**Problem to solve:** Using the data below, return all lines in which "after" appears.

**Data to examine:**

//! Presents frames on schedule.
//!
//! Each cycle decodes one frame, measures how long that took, and sleeps away the rest of
//! the frame's delay. A frame whose decode already ate its whole delay is counted but not
//! shown. Sleeps are cut into segments no longer than the watchdog allows, feeding it after
//! each one.

use std::io;
use std::time::Duration;

use log::{debug, info};

use crate::clock::Clock;
use crate::error::Result;
use crate::frame::{Frame, FramePump};

/// Longest stretch the loop sleeps without feeding the watchdog.
pub const MAX_SLEEP_SEGMENT: Duration = Duration::from_secs(5);
/// Bytes to pull ahead while a frame is on screen.
pub const DEFAULT_PREFETCH: usize = 2048;

/// Whatever ends up lighting pixels.
pub trait DisplaySink<R, P> {
    fn show(&mut self, frame: &Frame<'_, R, P>) -> io::Result<()>;
}

/// The device liveness timer. Resets the device unless fed within its timeout.
pub trait Watchdog {
    fn feed(&mut self);
}

#[derive(Debug, Default, Clone, Copy, PartialEq, Eq)]
pub struct PlaybackStats {
    pub presented: usize,
    /// Frames whose decode overran their own delay.
    pub skipped: usize,
    /// Extra passes started to fill the dwell time.
    pub replays: usize,
}

pub struct PacingLoop<C, D, W> {
    clock: C,
    display: D,
    watchdog: W,
    max_sleep_segment: Duration,
    prefetch: usize,
}

impl<C, D, W> PacingLoop<C, D, W>
where
    C: Clock,
    W: Watchdog,
{
    pub fn new(clock: C, display: D, watchdog: W) -> Self {
        Self {
            clock,
            display,
            watchdog,
            max_sleep_segment: MAX_SLEEP_SEGMENT,
            prefetch: DEFAULT_PREFETCH,
        }
    }

    pub fn with_max_sleep_segment(mut self, segment: Duration) -> Self {
        self.max_sleep_segment = segment.max(Duration::from_millis(1));
        self
    }

    /// Zero turns read-ahead off.
    pub fn with_prefetch(mut self, bytes: usize) -> Self {
        self.prefetch = bytes;
        self
    }

    pub fn display(&self) -> &D {
        &self.display
    }

    pub fn watchdog(&self) -> &W {
        &self.watchdog
    }

    /// Plays `pump` to the end. With a `dwell`, a pass that ends before the dwell has elapsed
    /// rewinds and plays again, as long as the source allows it.
    pub fn play<F>(&mut self, pump: &mut F, dwell: Option<Duration>) -> Result<PlaybackStats>
    where
        F: FramePump,
        D: DisplaySink<F::Raster, F::Palette>,
    {
        let deadline = dwell.map(|dwell| self.clock.now() + dwell);
        let mut stats = PlaybackStats::default();
        let mut pass_frames = 0;

        loop {
            let cycle_start = self.clock.now();
            let delay = match pump.next_frame()? {
                Some(frame) => {
                    let overhead = self.clock.now().saturating_sub(cycle_start);
                    let delay = Duration::from_millis(frame.delay_ms.into());
                    if delay <= overhead {
                        debug!("decode took {overhead:?}, past the {delay:?} delay, skipping");
                        // a skipped frame never sleeps, so it feeds here
                        self.watchdog.feed();
                        stats.skipped += 1;
                        None
                    } else {
                        self.display.show(&frame)?;
                        stats.presented += 1;
                        Some(delay)
                    }
                }
                None => {
                    let dwelling = deadline.is_some_and(|deadline| self.clock.now() < deadline);
                    if dwelling && pass_frames > 0 {
                        self.watchdog.feed();
                        match pump.rewind() {
                            Ok(()) => {
                                debug!("replaying to fill dwell time");
                                stats.replays += 1;
                                pass_frames = 0;
                                continue;
                            }
                            Err(error) => debug!("cannot replay: {error}"),
                        }
                    }
                    break;
                }
            };
            pass_frames += 1;

            if let Some(delay) = delay {
                if self.prefetch > 0 {
                    pump.prefetch(self.prefetch);
                }
                let elapsed = self.clock.now().saturating_sub(cycle_start);
                self.sleep(delay.saturating_sub(elapsed));
            }
        }

        info!(
            "playback done: {} presented, {} skipped, {} replays",
            stats.presented, stats.skipped, stats.replays
        );
        Ok(stats)
    }

    /// Sleeps in segments no longer than the watchdog timeout, feeding it after each.
    /// Together with the feeds on skipped frames and rewinds, no pass through the loop
    /// leaves the watchdog unfed.
    pub fn sleep(&mut self, duration: Duration) {
        if duration > self.max_sleep_segment {
            self.watchdog.feed();
        }
        let mut remaining = duration;
        while !remaining.is_zero() {
            let segment = remaining.min(self.max_sleep_segment);
            self.clock.sleep(segment);
            self.watchdog.feed();
            remaining -= segment;
        }
    }
}
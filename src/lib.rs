pub mod clock;
pub mod config;
pub mod error;
pub mod fetch;
pub mod frame;
pub mod pacing;
pub mod parser;
pub mod player;
pub mod ppm_writer;
pub mod raster;
pub mod retry;
pub mod source;

pub use error::{DecodeError, Result};
pub use frame::{Frame, FramePump};
pub use parser::Decoder;
pub use raster::{IndexedRaster, Palette, Raster, RgbPalette};
pub use source::{Buffered, ByteSource, Streaming};
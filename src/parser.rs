mod bin;
mod bit_reader;
mod block_reader;
mod gif;
mod lzw;

pub use bin::{BinDecoder, BinLayout, BinOptions, Buffering};
pub use block_reader::BlockReader;
pub use gif::{closest_color, GifDecoder, GifFrame, LogicalScreenDescriptor, LoopCount, Version};
pub use lzw::{Code, Dictionary, LzwDecoder, MAX_ENTRIES};

use crate::error::Result;
use crate::frame::{Frame, FramePump};
use crate::raster::{Palette, Raster};
use crate::source::ByteSource;

#[repr(u8)]
#[derive(Debug, Clone, Copy, PartialEq, Eq)]
pub enum DisposalMethod {
    DoNotDispose = 1,
    RestoreToBackgroundColor = 2,
    RestoreToPrevious = 3,
}

impl DisposalMethod {
    pub fn from_u8(value: u8) -> Option<Self> {
        match value {
            1 => Some(DisposalMethod::DoNotDispose),
            2 => Some(DisposalMethod::RestoreToBackgroundColor),
            3 => Some(DisposalMethod::RestoreToPrevious),
            _ => None,
        }
    }
}

/// Either container, picked by sniffing the first bytes of the stream.
pub enum Decoder<S, R, P> {
    Gif(GifDecoder<S, R, P>),
    Bin(BinDecoder<S, R, P>),
}

impl<S, R, P> Decoder<S, R, P>
where
    S: ByteSource,
    R: Raster,
    P: Palette,
{
    /// Anything starting with `GIF8` is a GIF; everything else is read as BIN.
    pub fn open(mut source: S, bin: BinOptions) -> Result<Self> {
        let mut magic = [0; 4];
        let len = source.peek(&mut magic)?;
        if &magic[..len] == b"GIF8" {
            Ok(Decoder::Gif(GifDecoder::new(source)?))
        } else {
            Ok(Decoder::Bin(BinDecoder::new(source, bin)?))
        }
    }
}

impl<S, R, P> FramePump for Decoder<S, R, P>
where
    S: ByteSource,
    R: Raster,
    P: Palette,
{
    type Raster = R;
    type Palette = P;

    fn has_next_frame(&self) -> bool {
        match self {
            Decoder::Gif(gif) => gif.has_next_frame(),
            Decoder::Bin(bin) => bin.has_next_frame(),
        }
    }

    fn next_frame(&mut self) -> Result<Option<Frame<'_, R, P>>> {
        match self {
            Decoder::Gif(gif) => gif.next_frame(),
            Decoder::Bin(bin) => bin.next_frame(),
        }
    }

    fn rewind(&mut self) -> Result<()> {
        match self {
            Decoder::Gif(gif) => gif.rewind(),
            Decoder::Bin(bin) => bin.rewind(),
        }
    }

    fn prefetch(&mut self, n: usize) {
        match self {
            Decoder::Gif(gif) => gif.prefetch(n),
            Decoder::Bin(bin) => bin.prefetch(n),
        }
    }
}
use thiserror::Error;

#[derive(Error, Debug)]
pub enum DecodeError {
    /// The source ended before a required field could be read.
    #[error("incomplete data while reading {context}")]
    IncompleteData { context: &'static str },

    #[error("unsupported format: {0}")]
    UnsupportedFormat(String),

    #[error("unsupported operation: {0}")]
    UnsupportedOperation(&'static str),

    /// The stream kept failing with a retryable error until the attempt budget ran out.
    #[error("stream read failed after {attempts} attempts")]
    TransientIo { attempts: u32 },

    #[error("fetch of {url} failed after {attempts} attempts")]
    FetchExhausted { url: String, attempts: u32 },

    #[error(transparent)]
    Io(#[from] std::io::Error),
}

impl DecodeError {
    pub(crate) fn incomplete(context: &'static str) -> Self {
        DecodeError::IncompleteData { context }
    }
}

pub type Result<T> = std::result::Result<T, DecodeError>;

**Response to the task:**
//! shown. Sleeps are cut into segments no longer than the watchdog allows, feeding it after
    /// Sleeps in segments no longer than the watchdog timeout, feeding it after each.
    #[error("stream read failed after {attempts} attempts")]
    #[error("fetch of {url} failed after {attempts} attempts")]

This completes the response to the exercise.